In this study, the EFs of 28 pPAHs, 12 nPAHs, and 4 oPAHs were measured from residential wood combustion in a rural Chinese cooking stove. The impacts of fuel properties and combustion conditions, as well as the relationship between the pPAH compounds and their derivatives, were investigated.

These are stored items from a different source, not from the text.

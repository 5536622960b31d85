//! Structured logging setup using the `tracing` ecosystem.
//!
//! Two sinks share one filter: a compact console layer on stderr and a
//! daily-rotated `cix.log` file written as plain text or JSON lines.
//! `RUST_LOG`, when set, takes precedence over the configured level.

use std::path::Path;

use tracing_appender::non_blocking::{NonBlocking, WorkerGuard};
use tracing_appender::rolling;
use tracing_subscriber::layer::{Layer, SubscriberExt};
use tracing_subscriber::util::SubscriberInitExt;
use tracing_subscriber::{fmt, EnvFilter, Registry};

use crate::config::LoggingConfig;
use crate::error::{CixError, CixResult};

/// Prefix of the rotated log files.
pub const LOG_FILE_NAME: &str = "cix.log";

type BoxedLayer = Box<dyn Layer<Registry> + Send + Sync>;

/// Keeps the background file writer alive. Dropping it flushes the log file.
#[must_use = "file logging stops when the guard is dropped"]
pub struct LogGuard {
    _worker: WorkerGuard,
}

/// Filter from `RUST_LOG`, else `level`, else "info".
fn filter_for(level: &str) -> EnvFilter {
    EnvFilter::try_from_default_env()
        .or_else(|_| EnvFilter::try_new(level))
        .unwrap_or_else(|_| EnvFilter::new("info"))
}

fn file_layer(writer: NonBlocking, json: bool) -> BoxedLayer {
    let layer = fmt::layer()
        .with_writer(writer)
        .with_ansi(false)
        .with_target(true)
        .with_file(true)
        .with_line_number(true);
    if json {
        layer.json().with_thread_ids(true).boxed()
    } else {
        layer.boxed()
    }
}

/// Install the global subscriber: console plus rotated file.
///
/// `level` is a filter directive such as "info" or "cix_realtime=debug".
/// Fails if a global subscriber is already installed.
pub fn init_logging(level: &str, log_dir: &Path, json_output: bool) -> CixResult<LogGuard> {
    std::fs::create_dir_all(log_dir)?;
    let (writer, worker) = tracing_appender::non_blocking(rolling::daily(log_dir, LOG_FILE_NAME));

    tracing_subscriber::registry()
        .with(file_layer(writer, json_output))
        .with(fmt::layer().with_writer(std::io::stderr).with_target(true).compact())
        .with(filter_for(level))
        .try_init()
        .map_err(|e| CixError::Internal(format!("logging already initialized: {e}")))?;

    tracing::info!("logging to {} at level={level}", log_dir.display());
    Ok(LogGuard { _worker: worker })
}

/// Initialize logging from the `[logging]` config section.
/// `verbose` forces debug level.
pub fn init_from_config(config: &LoggingConfig, log_dir: &Path, verbose: bool) -> CixResult<LogGuard> {
    let level = if verbose { "debug" } else { config.level.as_str() };
    init_logging(level, log_dir, config.json_output)
}

/// Console-only logging for tests and small tools. Later calls are no-ops.
pub fn init_console_logging(level: &str) {
    let _ = tracing_subscriber::registry()
        .with(fmt::layer().with_target(true).compact())
        .with(filter_for(level))
        .try_init();
}

#[cfg(test)]
mod tests {
    use super::*;

    #[test]
    fn test_console_logging_is_idempotent() {
        init_console_logging("debug");
        init_console_logging("not a valid directive ][");
    }

    #[test]
    fn test_configured_level_is_used() {
        if std::env::var_os("RUST_LOG").is_some() {
            return;
        }
        assert!(filter_for("cix_realtime=debug").to_string().contains("cix_realtime"));
    }
}
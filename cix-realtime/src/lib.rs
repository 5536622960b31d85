//! CyberIntel-X Realtime - push-update client for the dashboard backend.
//!
//! This crate provides the real-time synchronization client that handles:
//! - A single persistent connection authenticated with a bearer token
//! - Automatic reconnection with exponential backoff and an attempt ceiling
//! - Keepalive pings while connected
//! - An outbound queue flushed in order on connect
//! - Publish/subscribe dispatch keyed by event type or `sync:{collection}`
//! - Built-in handling of server notifications and protocol errors
//! - Server channel membership and a foreground reconnect trigger

pub mod channels;
pub mod dispatcher;
pub mod envelope;
pub mod manager;
pub mod notify;
pub mod queue;
pub mod registry;
pub mod token;
pub mod transport;
pub mod visibility;

// Re-export key types
pub use channels::ChannelSubscriptions;
pub use dispatcher::Dispatcher;
pub use envelope::{
    Envelope, ErrorMessage, NotificationLevel, NotificationPayload, Payload, SyncMessage,
    SyncOperation,
};
pub use manager::{
    ConnectionInfo, ConnectionManager, ConnectionState, ConnectionStatus, KeepaliveConfig,
    ReconnectConfig,
};
pub use notify::{Notice, NotificationPolicy, NotificationSink, Notifier, TracingNotificationSink};
pub use registry::{Delivery, EventKey, Subscription, SubscriptionRegistry};
pub use token::{EnvToken, FileToken, NoToken, StaticToken, TokenChain, TokenProvider};
pub use transport::{
    CloseSignal, Incoming, MemoryPeer, MemoryTransport, OpenOutcome, Outgoing, Transport,
    TransportLink, WsTransport,
};
pub use visibility::{Visibility, VisibilityTrigger};
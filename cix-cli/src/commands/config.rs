//! Config commands.

use std::path::Path;

use clap::Subcommand;
use comfy_table::{modifiers::UTF8_ROUND_CORNERS, presets::UTF8_FULL, ContentArrangement, Table};
use console::style;

use cix_core::config::{AppConfig, ConfigHandle};
use cix_core::error::{CixError, CixResult};

use crate::OutputFormat;

/// Every key accepted by `get` and `set`, in display order.
const KEYS: &[&str] = &[
    "server.address",
    "server.token",
    "server.token_file",
    "realtime.max_reconnect_attempts",
    "realtime.base_delay_ms",
    "realtime.max_delay_ms",
    "realtime.jitter_factor",
    "realtime.keepalive_interval_secs",
    "realtime.connect_timeout_ms",
    "realtime.channels",
    "notifications.enabled",
    "notifications.sound",
    "notifications.default_duration_ms",
    "notifications.error_duration_ms",
    "logging.level",
    "logging.directory",
    "logging.json_output",
];

#[derive(Subcommand)]
pub enum ConfigAction {
    /// Show all settings.
    Show,
    /// Print the configuration file path.
    Path,
    /// Get a setting value by key path.
    Get {
        /// Setting key path (e.g., "server.address", "realtime.channels").
        key: String,
    },
    /// Set a setting value by key path and save the file.
    Set {
        /// Setting key path (e.g., "server.address", "realtime.channels").
        key: String,
        /// New value. Lists are comma-separated.
        value: String,
    },
}

/// Resolve a dot-separated key path to a display value.
fn get_setting_value(cfg: &AppConfig, key: &str) -> Option<String> {
    let value = match key {
        "server.address" => cfg.server.address.clone(),
        "server.token" => match cfg.server.token {
            Some(_) => "********".to_string(),
            None => String::new(),
        },
        "server.token_file" => cfg
            .server
            .token_file
            .as_ref()
            .map(|p| p.display().to_string())
            .unwrap_or_default(),
        "realtime.max_reconnect_attempts" => cfg.realtime.max_reconnect_attempts.to_string(),
        "realtime.base_delay_ms" => cfg.realtime.base_delay_ms.to_string(),
        "realtime.max_delay_ms" => cfg.realtime.max_delay_ms.to_string(),
        "realtime.jitter_factor" => cfg.realtime.jitter_factor.to_string(),
        "realtime.keepalive_interval_secs" => cfg.realtime.keepalive_interval_secs.to_string(),
        "realtime.connect_timeout_ms" => cfg.realtime.connect_timeout_ms.to_string(),
        "realtime.channels" => cfg.realtime.channels.join(","),
        "notifications.enabled" => cfg.notifications.enabled.to_string(),
        "notifications.sound" => cfg.notifications.sound.to_string(),
        "notifications.default_duration_ms" => cfg.notifications.default_duration_ms.to_string(),
        "notifications.error_duration_ms" => cfg.notifications.error_duration_ms.to_string(),
        "logging.level" => cfg.logging.level.clone(),
        "logging.directory" => cfg.logging.directory.clone(),
        "logging.json_output" => cfg.logging.json_output.to_string(),
        _ => return None,
    };
    Some(value)
}

fn parse<T: std::str::FromStr>(value: &str, expected: &str) -> Result<T, String> {
    value.trim().parse().map_err(|_| format!("expected {expected}"))
}

fn optional(value: &str) -> Option<String> {
    let trimmed = value.trim();
    (!trimmed.is_empty()).then(|| trimmed.to_string())
}

/// Apply a value to a dot-separated key path on the config.
fn set_setting_value(cfg: &mut AppConfig, key: &str, value: &str) -> Result<(), String> {
    match key {
        "server.address" => cfg.server.address = AppConfig::sanitize_server_address(value),
        "server.token" => cfg.server.token = optional(value),
        "server.token_file" => cfg.server.token_file = optional(value).map(Into::into),
        "realtime.max_reconnect_attempts" => {
            cfg.realtime.max_reconnect_attempts = parse(value, "an integer (0 = no retries)")?
        }
        "realtime.base_delay_ms" => cfg.realtime.base_delay_ms = parse(value, "an integer")?,
        "realtime.max_delay_ms" => cfg.realtime.max_delay_ms = parse(value, "an integer")?,
        "realtime.jitter_factor" => {
            let jitter: f64 = parse(value, "a number between 0 and 1")?;
            if !(0.0..=1.0).contains(&jitter) {
                return Err("expected a number between 0 and 1".to_string());
            }
            cfg.realtime.jitter_factor = jitter;
        }
        "realtime.keepalive_interval_secs" => {
            cfg.realtime.keepalive_interval_secs = parse(value, "an integer")?
        }
        "realtime.connect_timeout_ms" => cfg.realtime.connect_timeout_ms = parse(value, "an integer")?,
        "realtime.channels" => {
            cfg.realtime.channels = value
                .split(',')
                .map(str::trim)
                .filter(|c| !c.is_empty())
                .map(str::to_string)
                .collect()
        }
        "notifications.enabled" => cfg.notifications.enabled = parse(value, "true/false")?,
        "notifications.sound" => cfg.notifications.sound = parse(value, "true/false")?,
        "notifications.default_duration_ms" => {
            cfg.notifications.default_duration_ms = parse(value, "an integer")?
        }
        "notifications.error_duration_ms" => {
            cfg.notifications.error_duration_ms = parse(value, "an integer")?
        }
        "logging.level" => {
            let v = value.to_lowercase();
            if !["trace", "debug", "info", "warn", "error"].contains(&v.as_str()) {
                return Err("expected one of: trace, debug, info, warn, error".to_string());
            }
            cfg.logging.level = v;
        }
        "logging.directory" => cfg.logging.directory = value.trim().to_string(),
        "logging.json_output" => cfg.logging.json_output = parse(value, "true/false")?,
        _ => return Err(format!("unknown key '{key}'")),
    }
    Ok(())
}

/// Run a config command.
pub async fn run(
    config: ConfigHandle,
    config_path: &Path,
    action: ConfigAction,
    format: OutputFormat,
) -> CixResult<()> {
    match action {
        ConfigAction::Show => {
            let cfg = config.read().await;
            match format {
                OutputFormat::Json => {
                    let entries: serde_json::Map<String, serde_json::Value> = KEYS
                        .iter()
                        .filter_map(|k| get_setting_value(&cfg, k).map(|v| (k.to_string(), v.into())))
                        .collect();
                    println!("{}", serde_json::to_string_pretty(&entries).unwrap_or_default());
                }
                OutputFormat::Text => {
                    let mut table = Table::new();
                    table
                        .load_preset(UTF8_FULL)
                        .apply_modifier(UTF8_ROUND_CORNERS)
                        .set_content_arrangement(ContentArrangement::Dynamic);
                    table.set_header(vec!["Key", "Value"]);
                    for key in KEYS {
                        let value = get_setting_value(&cfg, key).unwrap_or_default();
                        table.add_row(vec![key.to_string(), super::truncate(&value, 60)]);
                    }
                    println!("{table}");
                }
            }
        }
        ConfigAction::Path => match format {
            OutputFormat::Json => {
                println!("{}", serde_json::json!({ "path": config_path.display().to_string() }))
            }
            OutputFormat::Text => println!("{}", config_path.display()),
        },
        ConfigAction::Get { key } => {
            let cfg = config.read().await;
            let value = get_setting_value(&cfg, &key)
                .ok_or_else(|| CixError::Config(format!("unknown key '{key}'")))?;
            match format {
                OutputFormat::Json => println!("{}", serde_json::json!({ "key": key, "value": value })),
                OutputFormat::Text => println!("{value}"),
            }
        }
        ConfigAction::Set { key, value } => {
            {
                let mut cfg = config.write().await;
                set_setting_value(&mut cfg, &key, &value)
                    .map_err(|e| CixError::Config(format!("{key}: {e}")))?;
            }
            config.save_to(config_path).await?;
            let cfg = config.read().await;
            let shown = get_setting_value(&cfg, &key).unwrap_or_default();
            println!(
                "  {} {} = {}",
                style("OK").green().bold(),
                style(&key).bold(),
                shown
            );
        }
    }

    Ok(())
}
//! Listen command - hold the update channel open and print pushed events.

use std::path::Path;

use clap::Args;
use console::style;
use serde_json::json;
use tokio::sync::mpsc;
use tracing::{info, warn};

use cix_core::config::ConfigHandle;
use cix_core::error::CixResult;
use cix_realtime::{ChannelSubscriptions, ConnectionState, Delivery, EventKey};

use crate::OutputFormat;

/// Event types printed when none are given on the command line.
const DEFAULT_EVENTS: &[&str] = &["threat_update", "alert", "system_message", "refresh"];

#[derive(Args)]
pub struct ListenArgs {
    /// Endpoint address (overrides config).
    #[arg(short, long)]
    address: Option<String>,
    /// Event type to print (repeatable).
    #[arg(short, long = "event")]
    events: Vec<String>,
    /// Sync collection to follow (repeatable).
    #[arg(short, long = "sync")]
    collections: Vec<String>,
    /// Server channel to join in addition to the configured ones (repeatable).
    #[arg(long = "channel")]
    channels: Vec<String>,
    /// Save the address to the config file after a successful connect.
    #[arg(long)]
    save: bool,
}

/// Run the listen command.
pub async fn run(
    config: ConfigHandle,
    config_path: &Path,
    args: ListenArgs,
    format: OutputFormat,
) -> CixResult<()> {
    let address = super::resolve_address(&config, args.address).await?;
    let cfg = config.snapshot().await;
    let manager = super::create_manager(&cfg, true);

    // Everything printed goes through one channel so output keeps arrival order.
    let (tx, mut rx) = mpsc::unbounded_channel::<(EventKey, Delivery)>();
    let mut keys: Vec<EventKey> = if args.events.is_empty() {
        DEFAULT_EVENTS.iter().map(|e| EventKey::event(*e)).collect()
    } else {
        args.events.iter().map(|e| EventKey::event(e.as_str())).collect()
    };
    keys.extend(args.collections.iter().map(|c| EventKey::sync(c.as_str())));
    keys.push(EventKey::event("error"));

    let _subscriptions: Vec<_> = keys
        .into_iter()
        .map(|key| {
            let tx = tx.clone();
            let label = key.clone();
            manager.subscribe(key, move |delivery| {
                tx.send((label.clone(), delivery.clone()))
                    .map_err(|_| anyhow::anyhow!("listener output closed"))
            })
        })
        .collect();

    let channels = ChannelSubscriptions::attach(&manager);
    channels.join(cfg.realtime.channels.iter().chain(args.channels.iter()).cloned());

    match super::connect_with_spinner(&manager, &address).await {
        Ok(info) => super::print_outcome(true, &format!("Connected to {}", info.url)),
        Err(e) if manager.state() == ConnectionState::Reconnecting => {
            super::print_outcome(false, &format!("{e}"));
            println!("  Retrying in the background...");
            let info = manager.wait_for_connection().await?;
            super::print_outcome(true, &format!("Connected to {}", info.url));
        }
        Err(e) => return Err(e),
    }

    // Subscribed after the first connect so only later transitions are reported.
    let mut state_rx = manager.state_receiver();

    if args.save {
        config.write().await.server.address = address.clone();
        config.save_to(config_path).await?;
        super::print_outcome(true, &format!("Config saved to {}", config_path.display()));
    }

    println!("  Listening for events... (Ctrl+C to stop)");
    println!();

    loop {
        tokio::select! {
            Some((key, delivery)) = rx.recv() => print_delivery(&key, &delivery, format),
            changed = state_rx.changed() => {
                if changed.is_err() {
                    break;
                }
                let state = *state_rx.borrow_and_update();
                match state {
                    ConnectionState::Connected => {
                        info!("update channel connected");
                        println!("  {} connection restored", style("INFO").cyan());
                    }
                    ConnectionState::Reconnecting => {
                        warn!("update channel lost, reconnect attempt {}", manager.reconnect_attempts());
                        println!(
                            "  {} connection lost, reconnect attempt {}",
                            style("WARN").yellow(),
                            manager.reconnect_attempts()
                        );
                    }
                    ConnectionState::Abandoned => {
                        let attempts = manager.reconnect_attempts();
                        return Err(cix_core::CixError::ReconnectAbandoned { attempts });
                    }
                    ConnectionState::Disconnected => {
                        println!("  Server closed the connection.");
                        break;
                    }
                    ConnectionState::Connecting => {}
                }
            }
            _ = tokio::signal::ctrl_c() => {
                println!("\n  Disconnecting...");
                break;
            }
        }
    }

    manager.disconnect();
    drop(channels);
    Ok(())
}

fn print_delivery(key: &EventKey, delivery: &Delivery, format: OutputFormat) {
    match format {
        OutputFormat::Json => {
            let line = match delivery {
                Delivery::Sync(sync) => json!({
                    "key": key.to_string(),
                    "collection": sync.collection,
                    "operation": sync.operation.as_str(),
                    "data": sync.data,
                }),
                Delivery::Error(err) => json!({
                    "key": key.to_string(),
                    "error": err.message,
                }),
                Delivery::Event { event_type, data } => json!({
                    "key": key.to_string(),
                    "type": event_type,
                    "data": data,
                }),
            };
            println!("{line}");
        }
        OutputFormat::Text => {
            let tag = style(format!("[{key}]")).cyan();
            match delivery {
                Delivery::Sync(sync) => println!(
                    "  {tag} {} {}",
                    style(sync.operation.as_str()).bold(),
                    super::truncate(&sync.data.to_string(), 120)
                ),
                Delivery::Error(err) => println!("  {} {}", style("[error]").red(), err.message),
                Delivery::Event { data, .. } => {
                    println!("  {tag} {}", super::truncate(&data.to_string(), 120))
                }
            }
        }
    }
}
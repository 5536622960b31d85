//! Application configuration management.
//!
//! Handles loading, saving, and accessing the client configuration: the
//! update channel endpoint, token sources, reconnect/keepalive tuning,
//! notification presentation, and logging. Configuration is persisted as
//! TOML on disk.

use std::path::{Path, PathBuf};
use std::sync::Arc;
use std::time::Duration;

use serde::{Deserialize, Serialize};
use tokio::sync::RwLock;

use crate::constants;
use crate::error::{CixError, CixResult};
use crate::paths::AppDirs;

/// Top-level application configuration.
#[derive(Debug, Clone, Default, Serialize, Deserialize)]
pub struct AppConfig {
    /// Server connection settings.
    #[serde(default)]
    pub server: ServerConfig,

    /// Real-time channel tuning.
    #[serde(default)]
    pub realtime: RealtimeConfig,

    /// Notification presentation settings.
    #[serde(default)]
    pub notifications: NotificationConfig,

    /// Logging settings.
    #[serde(default)]
    pub logging: LoggingConfig,
}

/// Server connection configuration.
#[derive(Debug, Clone, Default, Serialize, Deserialize)]
pub struct ServerConfig {
    /// Base URL of the update channel (e.g., "wss://intel.example.com/ws").
    #[serde(default)]
    pub address: String,

    /// Bearer token used when no token file or environment override is present.
    #[serde(default, skip_serializing_if = "Option::is_none")]
    pub token: Option<String>,

    /// Session token file; re-read at every connect so a refreshed token is picked up.
    #[serde(default, skip_serializing_if = "Option::is_none")]
    pub token_file: Option<PathBuf>,
}

/// Reconnect, keepalive, and channel settings for the real-time client.
#[derive(Debug, Clone, Serialize, Deserialize)]
pub struct RealtimeConfig {
    /// Consecutive automatic reconnect attempts before giving up. 0 disables retries.
    #[serde(default = "default_max_reconnect_attempts")]
    pub max_reconnect_attempts: u32,

    /// Base reconnect delay in milliseconds.
    #[serde(default = "default_base_delay_ms")]
    pub base_delay_ms: u64,

    /// Reconnect delay cap in milliseconds.
    #[serde(default = "default_max_delay_ms")]
    pub max_delay_ms: u64,

    /// Random jitter (0.0 to 1.0) applied to reconnect delays. 0 disables jitter.
    #[serde(default)]
    pub jitter_factor: f64,

    /// Seconds between keepalive pings.
    #[serde(default = "default_keepalive_secs")]
    pub keepalive_interval_secs: u64,

    /// Timeout for opening the transport in milliseconds.
    #[serde(default = "default_connect_timeout_ms")]
    pub connect_timeout_ms: u64,

    /// Server channels to join after every connect (e.g. "alerts", "threats:malware").
    #[serde(default)]
    pub channels: Vec<String>,
}

/// Notification presentation settings.
#[derive(Debug, Clone, Serialize, Deserialize)]
pub struct NotificationConfig {
    /// Whether notifications are shown at all.
    #[serde(default = "default_true")]
    pub enabled: bool,

    /// Whether warning/error notifications play a sound.
    #[serde(default = "default_true")]
    pub sound: bool,

    /// On-screen duration for success/info/warning notifications.
    #[serde(default = "default_notification_duration_ms")]
    pub default_duration_ms: u64,

    /// On-screen duration for error notifications.
    #[serde(default = "default_error_duration_ms")]
    pub error_duration_ms: u64,
}

/// Logging configuration.
#[derive(Debug, Clone, Serialize, Deserialize)]
pub struct LoggingConfig {
    /// Log level: trace, debug, info, warn, error.
    #[serde(default = "default_log_level")]
    pub level: String,

    /// Directory for log files. If empty, uses default location.
    #[serde(default)]
    pub directory: String,

    /// Enable JSON structured logging output.
    #[serde(default)]
    pub json_output: bool,
}

// Default value functions for serde

fn default_true() -> bool {
    true
}

fn default_max_reconnect_attempts() -> u32 {
    constants::DEFAULT_MAX_RECONNECT_ATTEMPTS
}

fn default_base_delay_ms() -> u64 {
    constants::DEFAULT_RECONNECT_BASE_DELAY_MS
}

fn default_max_delay_ms() -> u64 {
    constants::DEFAULT_RECONNECT_MAX_DELAY_MS
}

fn default_keepalive_secs() -> u64 {
    constants::DEFAULT_KEEPALIVE_INTERVAL_SECS
}

fn default_connect_timeout_ms() -> u64 {
    constants::DEFAULT_CONNECT_TIMEOUT_MS
}

fn default_notification_duration_ms() -> u64 {
    constants::DEFAULT_NOTIFICATION_DURATION_MS
}

fn default_error_duration_ms() -> u64 {
    constants::DEFAULT_ERROR_NOTIFICATION_DURATION_MS
}

fn default_log_level() -> String {
    "info".to_string()
}

impl Default for RealtimeConfig {
    fn default() -> Self {
        Self {
            max_reconnect_attempts: default_max_reconnect_attempts(),
            base_delay_ms: default_base_delay_ms(),
            max_delay_ms: default_max_delay_ms(),
            jitter_factor: 0.0,
            keepalive_interval_secs: default_keepalive_secs(),
            connect_timeout_ms: default_connect_timeout_ms(),
            channels: Vec::new(),
        }
    }
}

impl RealtimeConfig {
    /// Keepalive interval as a Duration.
    pub fn keepalive_interval(&self) -> Duration {
        Duration::from_secs(self.keepalive_interval_secs.max(1))
    }

    /// Connect timeout as a Duration.
    pub fn connect_timeout(&self) -> Duration {
        Duration::from_millis(self.connect_timeout_ms)
    }
}

impl Default for NotificationConfig {
    fn default() -> Self {
        Self {
            enabled: true,
            sound: true,
            default_duration_ms: default_notification_duration_ms(),
            error_duration_ms: default_error_duration_ms(),
        }
    }
}

impl Default for LoggingConfig {
    fn default() -> Self {
        Self {
            level: default_log_level(),
            directory: String::new(),
            json_output: false,
        }
    }
}

impl AppConfig {
    /// Load configuration from the default config file path.
    pub fn load_default() -> CixResult<Self> {
        let path = Self::default_config_path()?;
        if path.exists() {
            Self::load_from_file(&path)
        } else {
            Ok(Self::default())
        }
    }

    /// Load configuration from a specific file path.
    pub fn load_from_file(path: &Path) -> CixResult<Self> {
        let contents = std::fs::read_to_string(path)?;
        let config: AppConfig = toml::from_str(&contents)?;
        Ok(config)
    }

    /// Save configuration to a specific file path.
    pub fn save_to_file(&self, path: &Path) -> CixResult<()> {
        if let Some(parent) = path.parent() {
            std::fs::create_dir_all(parent)?;
        }
        let contents = toml::to_string_pretty(self)
            .map_err(|e| CixError::Config(format!("failed to serialize config: {e}")))?;
        std::fs::write(path, contents)?;
        Ok(())
    }

    /// Get the default configuration file path.
    pub fn default_config_path() -> CixResult<PathBuf> {
        Ok(AppDirs::resolve()?.config_file())
    }

    /// Get the effective log directory, using the configured path or the default.
    pub fn effective_log_dir(&self) -> CixResult<PathBuf> {
        if self.logging.directory.is_empty() {
            Ok(AppDirs::resolve()?.log_dir())
        } else {
            Ok(PathBuf::from(&self.logging.directory))
        }
    }

    /// Check whether the update channel endpoint is configured.
    pub fn is_server_configured(&self) -> bool {
        !self.server.address.is_empty()
    }

    /// Sanitize and normalize an update channel address.
    ///
    /// Maps http(s) schemes onto ws(s), adds `ws://` when no scheme is
    /// given, and strips trailing slashes and surrounding quotes.
    pub fn sanitize_server_address(address: &str) -> String {
        let trimmed = address.trim().trim_matches('"').trim();
        if trimmed.is_empty() {
            return String::new();
        }

        let with_scheme = if let Some(rest) = trimmed.strip_prefix("https://") {
            format!("wss://{rest}")
        } else if let Some(rest) = trimmed.strip_prefix("http://") {
            format!("ws://{rest}")
        } else if trimmed.starts_with("ws://") || trimmed.starts_with("wss://") {
            trimmed.to_string()
        } else {
            format!("ws://{trimmed}")
        };

        with_scheme.trim_end_matches('/').to_string()
    }
}

/// Thread-safe configuration holder for shared access.
#[derive(Clone)]
pub struct ConfigHandle {
    inner: Arc<RwLock<AppConfig>>,
}

impl ConfigHandle {
    /// Create a new configuration handle.
    pub fn new(config: AppConfig) -> Self {
        Self {
            inner: Arc::new(RwLock::new(config)),
        }
    }

    /// Read the configuration.
    pub async fn read(&self) -> tokio::sync::RwLockReadGuard<'_, AppConfig> {
        self.inner.read().await
    }

    /// Write/update the configuration.
    pub async fn write(&self) -> tokio::sync::RwLockWriteGuard<'_, AppConfig> {
        self.inner.write().await
    }

    /// Clone the current configuration out of the handle.
    pub async fn snapshot(&self) -> AppConfig {
        self.inner.read().await.clone()
    }

    /// Save the current configuration to the given path.
    pub async fn save_to(&self, path: &Path) -> CixResult<()> {
        let config = self.inner.read().await;
        config.save_to_file(path)
    }
}

#[cfg(test)]
mod tests {
    use super::*;

    #[test]
    fn test_default_config() {
        let config = AppConfig::default();
        assert_eq!(config.realtime.max_reconnect_attempts, 5);
        assert_eq!(config.realtime.keepalive_interval(), Duration::from_secs(30));
        assert_eq!(config.realtime.jitter_factor, 0.0);
        assert_eq!(config.logging.level, "info");
        assert!(!config.is_server_configured());
    }

    #[test]
    fn test_sanitize_server_address() {
        assert_eq!(
            AppConfig::sanitize_server_address("https://intel.example.com/ws/"),
            "wss://intel.example.com/ws"
        );
        assert_eq!(
            AppConfig::sanitize_server_address("http://127.0.0.1:8000/ws"),
            "ws://127.0.0.1:8000/ws"
        );
        assert_eq!(
            AppConfig::sanitize_server_address("  \"wss://example.com/\"  "),
            "wss://example.com"
        );
        assert_eq!(
            AppConfig::sanitize_server_address("localhost:8000/ws"),
            "ws://localhost:8000/ws"
        );
        assert_eq!(AppConfig::sanitize_server_address("   "), "");
    }

    #[test]
    fn test_roundtrip_toml() {
        let mut config = AppConfig::default();
        config.realtime.channels = vec!["alerts".into()];
        let serialized = toml::to_string_pretty(&config).unwrap();
        let deserialized: AppConfig = toml::from_str(&serialized).unwrap();
        assert_eq!(deserialized.realtime.channels, vec!["alerts".to_string()]);
        assert!(deserialized.server.token.is_none());
    }

    #[test]
    fn test_partial_toml_uses_defaults() {
        let config: AppConfig = toml::from_str(
            r#"
            [server]
            address = "ws://localhost:8000/ws"

            [realtime]
            max_reconnect_attempts = 2
            "#,
        )
        .unwrap();
        assert_eq!(config.realtime.max_reconnect_attempts, 2);
        assert_eq!(config.realtime.max_delay_ms, 30_000);
        assert!(config.notifications.enabled);
    }
}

The experimental set-up was the same as those in a previous study on PM emissions from residential wood combustion29. In brief, 27 fuels, including Chinese white poplar (Populus tomentosa Carr.), water Chinese fir (Metasequoia glyptostroboides), Chinese pine (Pinus tabulaeformis Carr.), cypress (Cupressus funebris Endl.), elm (Ulmus pumila L.), fir (Cunninghamia lanceolata), larch (Larix gmelini (Rupr.) Rupr.), maple (Acer mono Maxim.), oak (Quercus mongolica), paulowonia tomentosa (P.tomentosa (Thunb.) Steud.), toon (Ailanthus altissima), white birch (Betula platyphylla Suk), willow (Salix babylonica), locust (Robinia pseudoacacia L.), bamboo (Phyllostachys heterocycla(Carr.)), ribbed birch (Betula dahurica Pall.), paulownia elongata (P. elongata S. Y. Hu), black poplar (Populus nigra L.), aspen (Populus adenopoda Maxim.), chinaberry (Melia azedarach), the tree of jujube (Ziziphus jujuba Mill.), persimmon (Diospyros kaki Thunb.), mulberry (Morus alba L.), peach (Prunus persica), and 3 brushwood of lespedeza (Leapedeza bicolor. Turcz), holly (Buxus megistophylla Lévl) and buxus sinica shrubs (Buxus sinica (Rehd. et Wils.) Cheng), were burned in a typical brick stove used by more than 175 million rural residences in Northern China 30. The fuel properties, including bulk density, moisture, elemental composition (C, H, N, and O), volatile matter, fixed carbon, ash content, and heating values, were measured. It was recognized that fuel composition is an important factor affecting combustion and emissions and more measurements will be considered on fuel characterization in our future studies.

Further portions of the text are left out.